The Wagers of Sin
The Steve Kuykendall Story
Prior to November 2003, I had never been much of a gambler. Oh, I had visited casinos while on vacation, but never won much. After relocating to the Dallas area, I soon discovered that Oklahoma, our neighboring state, had casinos. Out of curiosity I went one Saturday night, but left after 10 or 15 minutes, not having played anything. A couple weeks later, I returned, and this time with money. I played and won, but then I started losing. Shortly before 2:00 am, I was down to my last $8.00. I pushed the button on the $1 slot, wagering the maximum $5 per spin. To be honest, I didn’t care about the outcome, because I knew I was going home. As I watched, the reels spun and stopped, one by one: Double Jackpot, Double Jackpot, Double Jackpot-all in a row. I sat for a moment, then the machine flashed, “Claim.” After pushing the button, I sat in amazement as the winnings began to total: $100, $200, $300…$1000, $2000, $3000…$10,000! I couldn’t believe it! I won…big!
So excited that I couldn’t sleep, I called everyone I could think of to tell them about my win! It turned out to be one of the worst things that ever happened to me. Although I thanked God for what I believed was His blessing, I began a downward spiral into an all-consuming gambling addiction that would last seven years. During that time, I would do almost anything to get money with which to gamble, including spending rent money, lying to family and friends, selling my mother’s jewelry, borrowing to the limit on credit cards, taking out multiple high-interest payday loans, etc.

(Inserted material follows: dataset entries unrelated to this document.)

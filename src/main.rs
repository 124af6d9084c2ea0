use std::process::ExitCode;

use colored::Colorize;
use log::error;

use renv::cli::Cli;
use renv::engine::lookup_remote_env;
use renv::logging;

fn main() -> ExitCode {
    let cli = Cli::parse_args();
    logging::init(cli.verbose);

    if cli.pid < 0 {
        eprintln!(
            "{} negative pids are not valid process ids: {}",
            "renv:".red().bold(),
            cli.pid
        );
        return ExitCode::FAILURE;
    }

    match lookup_remote_env(cli.pid, &cli.name) {
        Ok(Some(value)) => {
            println!("{}", value);
            ExitCode::SUCCESS
        }
        Ok(None) => ExitCode::SUCCESS,
        Err(e) => {
            error!("{}", e);
            eprintln!("{} {}", "renv:".red().bold(), e);
            ExitCode::FAILURE
        }
    }
}
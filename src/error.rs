//! Error taxonomy for the remote env-var engine (see SPEC_FULL.md §7).
//!
//! Kept as a hand-rolled enum in the style of the teacher's `io::Error`
//! wrapping rather than pulling in `thiserror`/`anyhow`, neither of which
//! appears anywhere in the teacher's dependency tree.

use std::fmt;

/// Which process a mapping lookup was performed against, for diagnostics.
#[derive(Debug, Clone, Copy, PartialEq, Eq)]
pub enum Which {
    SelfProcess,
    Target,
}

impl fmt::Display for Which {
    fn fmt(&self, f: &mut fmt::Formatter<'_>) -> fmt::Result {
        match self {
            Which::SelfProcess => write!(f, "controller"),
            Which::Target => write!(f, "target"),
        }
    }
}

#[derive(Debug)]
pub enum EngineError {
    /// `PTRACE_ATTACH` was refused by the kernel.
    AttachDenied {
        message: String,
        scope_diagnostic: Option<String>,
    },
    /// The target died or stopped for an unexpected signal mid-session.
    TargetGone { during: &'static str, detail: String },
    /// The C library could not be located in the named process's memory map.
    MapNotFound { which: Which, needle: String },
    /// The near-call displacement does not fit in a signed 32-bit integer.
    Unreachable { delta: i64 },
    /// A remote syscall (currently only `mmap`) returned its error indicator.
    SyscallFailed { syscall: &'static str, result: i64 },
    /// After a single-step, the instruction pointer did not land where the
    /// protocol expected it to.
    ProtocolMismatch { expected: u64, actual: u64 },
    /// Any other unexpected kernel-call failure, propagated with context.
    Io { context: &'static str, message: String },
}

impl EngineError {
    pub fn io(context: &'static str, source: impl fmt::Display) -> Self {
        EngineError::Io {
            context,
            message: source.to_string(),
        }
    }

    pub fn attach_denied(source: impl fmt::Display, scope_diagnostic: Option<String>) -> Self {
        EngineError::AttachDenied {
            message: source.to_string(),
            scope_diagnostic,
        }
    }

    /// A short, stable tag naming the error kind, handy for tests and logs
    /// that want to assert on the kind without matching the whole `Display`.
    pub fn kind(&self) -> &'static str {
        match self {
            EngineError::AttachDenied { .. } => "attach_denied",
            EngineError::TargetGone { .. } => "target_gone",
            EngineError::MapNotFound { .. } => "map_not_found",
            EngineError::Unreachable { .. } => "unreachable",
            EngineError::SyscallFailed { .. } => "syscall_failed",
            EngineError::ProtocolMismatch { .. } => "protocol_mismatch",
            EngineError::Io { .. } => "io",
        }
    }
}

impl fmt::Display for EngineError {
    fn fmt(&self, f: &mut fmt::Formatter<'_>) -> fmt::Result {
        match self {
            EngineError::AttachDenied {
                message,
                scope_diagnostic,
            } => {
                write!(f, "PTRACE_ATTACH failed: {}", message)?;
                if let Some(diag) = scope_diagnostic {
                    write!(f, "\n{}", diag)?;
                }
                Ok(())
            }
            EngineError::TargetGone { during, detail } => {
                write!(f, "target process went away during {}: {}", during, detail)
            }
            EngineError::MapNotFound { which, needle } => {
                write!(
                    f,
                    "could not find a mapping containing {:?} in the {} process's memory map",
                    needle, which
                )
            }
            EngineError::Unreachable { delta } => write!(
                f,
                "cannot reach resolved symbol: displacement {} does not fit in rel32 \
                 (was the controller built as position-independent code?)",
                delta
            ),
            EngineError::SyscallFailed { syscall, result } => {
                write!(f, "remote {} failed, returned {:#x}", syscall, result)
            }
            EngineError::ProtocolMismatch { expected, actual } => write!(
                f,
                "instruction pointer landed at {:#x}, expected {:#x}",
                actual, expected
            ),
            EngineError::Io { context, message } => write!(f, "{}: {}", context, message),
        }
    }
}

impl std::error::Error for EngineError {}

Even though I had known Jesus Christ as my personal Savior since 1980, the casino slots became the focus of my existence. Once in a while, I won, and I would praise God for His “blessing,” believing that with another win I would finally be free of the need to gamble again (I almost always went back the next day). Mostly, I lost, but each time I confessed my sin of gambling and asked His forgiveness.I also promised God that I would never gamble again; but as soon as I had more cash, I would go back.
During my seven-year gambling spree, I tried several recovery programs, attending one for over a year. However, nothing worked. I was desperate for help, in much debt, and suicide seemed like a way out.
Finally, one Friday evening in March 2010, I was planning to attend either a casino in Oklahoma or an RU Recovery meeting. I chose to go to RU. When I arrived, I sat in the back with my arms folded, not speaking to anyone. The Ten Principles video came on and I listened to testimonies. Then I went to the beginners group, keeping my head down the whole time. I called the RU director when I got home that evening and told him that I needed accountability. Within thirty minutes after that call, three different people from their chapter called me offering help and support! That was so encouraging! I was finally going to have accountability and the possibility of recovery!
I began attending the RU Recovery Program regularly on Friday nights. However, I was not yet working the program and would often go to RU with $100 or $200 in my wallet and go gambling as soon as the meeting was over. Finally, on Saturday, May 29, 2010, at 11:30 p.m., I surrendered to the will of God and walked out of the casino, determined to work the RU Recovery program from that moment. That was the last time I saw the inside of a casino or placed a bet of any kind.
The Word of God teaches, “There is a way which seemeth right unto a man, but the end thereof are the ways of death” (Proverbs 14:12). That’s what legalized gambling is – a way which seems to offer easy riches but ultimately leads to destruction. Jesus died on the cross to save us from the penalty of sin, not so that God would bless us while we engage in it. It is only through yielding to God totally that I have victory over “the wagers of sin.”